Dataset records:
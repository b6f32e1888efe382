// Core infrastructure modules
pub mod core {
    pub mod config;
    pub mod errors;
}

// Coordination layer components
pub mod device;
pub mod mgr;
pub mod registry;
pub mod resolver;
pub mod sequencer;
pub mod types;

// Re-exports for convenience
pub use core::config::CoordConfig;
pub use core::errors::{ColexError, Result};
pub use device::{DeviceResolver, StaticDeviceResolver};
pub use mgr::{CollectiveExecutorMgr, LocalCollectiveExecutorMgr, NcclCommunicator};
pub use registry::{CollectiveExecutor, ExecutorResources, StepExecutorRegistry};
pub use resolver::{LocalParamResolver, ParamResolver, StubParamResolver};
pub use sequencer::StepSequencer;
pub use types::*;

#[cfg(test)]
mod tests {
    use super::*;
    use anyhow::Result;
    use std::sync::Arc;
    use tokio_util::sync::CancellationToken;

    fn two_worker_mgr() -> Arc<LocalCollectiveExecutorMgr> {
        let devices = Arc::new(StaticDeviceResolver::new(vec![
            DeviceAttributes::new("/task:0/device:cpu:0").with_task("/task:0"),
            DeviceAttributes::new("/task:1/device:cpu:0").with_task("/task:1"),
        ]));
        Arc::new(LocalCollectiveExecutorMgr::new(CoordConfig::for_testing(), devices).unwrap())
    }

    #[tokio::test]
    async fn test_two_workers_resolve_matching_params() -> Result<()> {
        let mgr = two_worker_mgr();

        let graph_key = 1;
        let step_id = mgr.next_step_id(graph_key);
        assert_ne!(step_id, INVALID_STEP_ID);

        let spec = GroupSpec {
            group_key: 100,
            group_size: 2,
        };
        let instance = InstanceSpec {
            instance_key: 7,
            kind: CollectiveKind::Reduction,
            dtype: DataType::F32,
            shape: vec![8, 8],
        };

        // Each worker thread grabs the step executor and resolves params
        // before issuing its collective op.
        let mut handles = Vec::new();
        for task in 0..2 {
            let mgr = mgr.clone();
            let spec = spec.clone();
            let instance = instance.clone();
            handles.push(tokio::spawn(async move {
                let executor = mgr.find_or_create(step_id);
                let device = mgr
                    .device_resolver()
                    .device_attributes(&format!("/task:{}/device:cpu:0", task))?;
                executor
                    .complete_params(device, spec, instance, CancellationToken::new())
                    .await
            }));
        }

        let mut resolved = Vec::new();
        for handle in handles {
            resolved.push(handle.await??);
        }

        // Both workers derived the same canonical ordering.
        assert_eq!(resolved[0].group.members, resolved[1].group.members);
        assert_eq!(
            resolved[0].group.member_names(),
            vec!["/task:0/device:cpu:0", "/task:1/device:cpu:0"]
        );
        let mut ranks: Vec<usize> = resolved.iter().map(|p| p.default_rank).collect();
        ranks.sort();
        assert_eq!(ranks, vec![0, 1]);

        mgr.cleanup(step_id);
        mgr.retire_step_id(graph_key, step_id);
        assert_eq!(mgr.live_executors(), 0);
        Ok(())
    }

    #[tokio::test]
    async fn test_step_sequence_via_mgr() {
        let mgr = two_worker_mgr();
        let response = mgr
            .get_step_sequence(StepSequenceRequest {
                graph_keys: vec![1, 2],
            })
            .await
            .unwrap();
        assert_eq!(response.entries.len(), 2);

        let refreshed = mgr.refresh_step_id_sequence(1).await.unwrap();
        assert_eq!(mgr.next_step_id(1), refreshed);
    }
}
//! Per-graph step-id sequencing
//!
//! Each graph key owns an independent sequence seeded from a random positive
//! base, so retried graph runs do not collide with stale in-flight ids.
//! Issued ids are strictly increasing per graph key and never the invalid
//! sentinel.

use crate::core::config::CoordConfig;
use crate::core::errors::Result;
use crate::types::{
    GraphKey, StepId, StepSequenceEntry, StepSequenceRequest, StepSequenceResponse,
};
use dashmap::DashMap;
use std::collections::HashSet;
use tracing::{debug, info, warn};

struct GraphSequence {
    next: StepId,
    active: HashSet<StepId>,
}

impl GraphSequence {
    fn new() -> Self {
        Self {
            next: new_base_step_id(),
            active: HashSet::new(),
        }
    }
}

/// Random positive base for a fresh sequence. Bounded well below i64::MAX so
/// a long run of increments cannot overflow, and never zero or the sentinel.
fn new_base_step_id() -> StepId {
    fastrand::i64(1..=0x0fff_ffff_ffff_ffff)
}

/// Issues and retires step ids per logical graph run
pub struct StepSequencer {
    config: CoordConfig,
    graphs: DashMap<GraphKey, GraphSequence>,
}

impl StepSequencer {
    pub fn new(config: CoordConfig) -> Self {
        Self {
            config,
            graphs: DashMap::new(),
        }
    }

    /// Next unused step id for the graph; strictly increasing per graph key
    pub fn next_step_id(&self, graph_key: GraphKey) -> StepId {
        let mut seq = self
            .graphs
            .entry(graph_key)
            .or_insert_with(GraphSequence::new);
        let id = seq.next;
        seq.next += 1;
        seq.active.insert(id);
        if seq.active.len() > self.config.max_in_flight_steps {
            warn!(
                graph_key,
                in_flight = seq.active.len(),
                limit = self.config.max_in_flight_steps,
                "in-flight step window exceeded; retire_step_id is lagging"
            );
        }
        debug!(graph_key, step_id = id, "issued step id");
        id
    }

    /// Mark a step id as no longer active. No-op if unknown.
    pub fn retire_step_id(&self, graph_key: GraphKey, step_id: StepId) {
        if let Some(mut seq) = self.graphs.get_mut(&graph_key) {
            if seq.active.remove(&step_id) {
                debug!(graph_key, step_id, "retired step id");
            }
        }
    }

    /// Number of issued-but-not-retired step ids for the graph
    pub fn in_flight(&self, graph_key: GraphKey) -> usize {
        self.graphs
            .get(&graph_key)
            .map(|seq| seq.active.len())
            .unwrap_or(0)
    }

    /// Report the current step-id window for the requested graphs, creating
    /// sequences on demand. Failures (in distributed settings, coordinator
    /// disagreement or unreachability) arrive as the `Err` of the future.
    pub async fn get_step_sequence(
        &self,
        request: StepSequenceRequest,
    ) -> Result<StepSequenceResponse> {
        let entries = request
            .graph_keys
            .iter()
            .map(|&graph_key| {
                let seq = self
                    .graphs
                    .entry(graph_key)
                    .or_insert_with(GraphSequence::new);
                StepSequenceEntry {
                    graph_key,
                    next_step_id: seq.next,
                }
            })
            .collect();
        Ok(StepSequenceResponse { entries })
    }

    /// Re-seed the graph's sequence from a fresh random base and clear its
    /// active window. Returns the new next step id.
    pub async fn refresh_step_id_sequence(&self, graph_key: GraphKey) -> Result<StepId> {
        let mut seq = self
            .graphs
            .entry(graph_key)
            .or_insert_with(GraphSequence::new);
        seq.next = new_base_step_id();
        seq.active.clear();
        info!(graph_key, next_step_id = seq.next, "refreshed step id sequence");
        Ok(seq.next)
    }
}
//! Minimal resolver backend for runtimes that never execute collectives
//!
//! Reaching any resolution call on this backend means a graph containing a
//! collective op was scheduled against a build that cannot run one. That is
//! a deployment mismatch, so the default behavior is to terminate the
//! process; tests flip `unimplemented_is_fatal` off to get an error back.

use crate::core::config::CoordConfig;
use crate::core::errors::{ColexError, Result};
use crate::resolver::ParamResolver;
use crate::types::{CompleteGroupRequest, CompleteInstanceRequest, GroupMembership, ResolvedParams};
use async_trait::async_trait;
use std::sync::Arc;
use tokio_util::sync::CancellationToken;
use tracing::error;

pub struct StubParamResolver {
    fatal: bool,
}

impl StubParamResolver {
    pub fn new(config: &CoordConfig) -> Self {
        Self {
            fatal: config.unimplemented_is_fatal,
        }
    }

    fn unsupported(&self, capability: &str) -> ColexError {
        if self.fatal {
            error!(capability, "collective capability missing from this build");
            std::process::abort();
        }
        ColexError::unimplemented(capability)
    }
}

#[async_trait]
impl ParamResolver for StubParamResolver {
    async fn complete_group(
        &self,
        _request: CompleteGroupRequest,
        _token: CancellationToken,
    ) -> Result<Arc<GroupMembership>> {
        Err(self.unsupported("complete_group"))
    }

    async fn complete_instance(
        &self,
        _request: CompleteInstanceRequest,
        _token: CancellationToken,
    ) -> Result<ResolvedParams> {
        Err(self.unsupported("complete_instance"))
    }

    fn start_abort(&self, _status: ColexError) {}
}
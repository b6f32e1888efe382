use crate::core::errors::{ColexError, Result};
use serde::{Deserialize, Serialize};

/// Configuration for the collective coordination layer.
#[derive(Debug, Clone, Serialize, Deserialize)]
pub struct CoordConfig {
    /// Maximum number of participants allowed in one group
    pub max_group_size: usize,
    /// In-flight step ids per graph before the sequencer starts warning
    pub max_in_flight_steps: usize,
    /// Whether a missing capability terminates the process instead of
    /// returning `Unimplemented`. Production backends keep this on: asking
    /// a backend for a capability it was not built with is a deployment
    /// mismatch, not a runtime condition.
    pub unimplemented_is_fatal: bool,
}

impl Default for CoordConfig {
    fn default() -> Self {
        Self {
            max_group_size: 256,
            max_in_flight_steps: 1024,
            unimplemented_is_fatal: true,
        }
    }
}

impl CoordConfig {
    /// Config suitable for tests: missing capabilities surface as errors
    /// rather than aborting the test process.
    pub fn for_testing() -> Self {
        Self {
            max_group_size: 16,
            max_in_flight_steps: 64,
            unimplemented_is_fatal: false,
        }
    }

    pub fn validate(&self) -> Result<()> {
        if self.max_group_size == 0 {
            return Err(ColexError::configuration_field(
                "max_group_size must be greater than 0",
                "max_group_size",
            ));
        }
        if self.max_in_flight_steps == 0 {
            return Err(ColexError::configuration_field(
                "max_in_flight_steps must be greater than 0",
                "max_in_flight_steps",
            ));
        }
        Ok(())
    }
}

#[cfg(test)]
mod tests {
    use super::*;

    #[test]
    fn test_default_validates() {
        assert!(CoordConfig::default().validate().is_ok());
        assert!(CoordConfig::for_testing().validate().is_ok());
    }

    #[test]
    fn test_zero_group_size_rejected() {
        let mut config = CoordConfig::default();
        config.max_group_size = 0;
        let err = config.validate().unwrap_err();
        assert_eq!(err.category(), "configuration");
    }

    #[test]
    fn test_zero_window_rejected() {
        let mut config = CoordConfig::for_testing();
        config.max_in_flight_steps = 0;
        assert!(config.validate().is_err());
    }

    #[test]
    fn test_config_from_json() {
        let config: CoordConfig = serde_json::from_str(
            r#"{
                "max_group_size": 8,
                "max_in_flight_steps": 32,
                "unimplemented_is_fatal": false
            }"#,
        )
        .unwrap();
        assert_eq!(config.max_group_size, 8);
        assert!(config.validate().is_ok());
    }
}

EXERCISE INSTRUCTIONS: Say how many lines in the records hold the string "crate". Give no other words.

RESULT OF THIS TASK: 8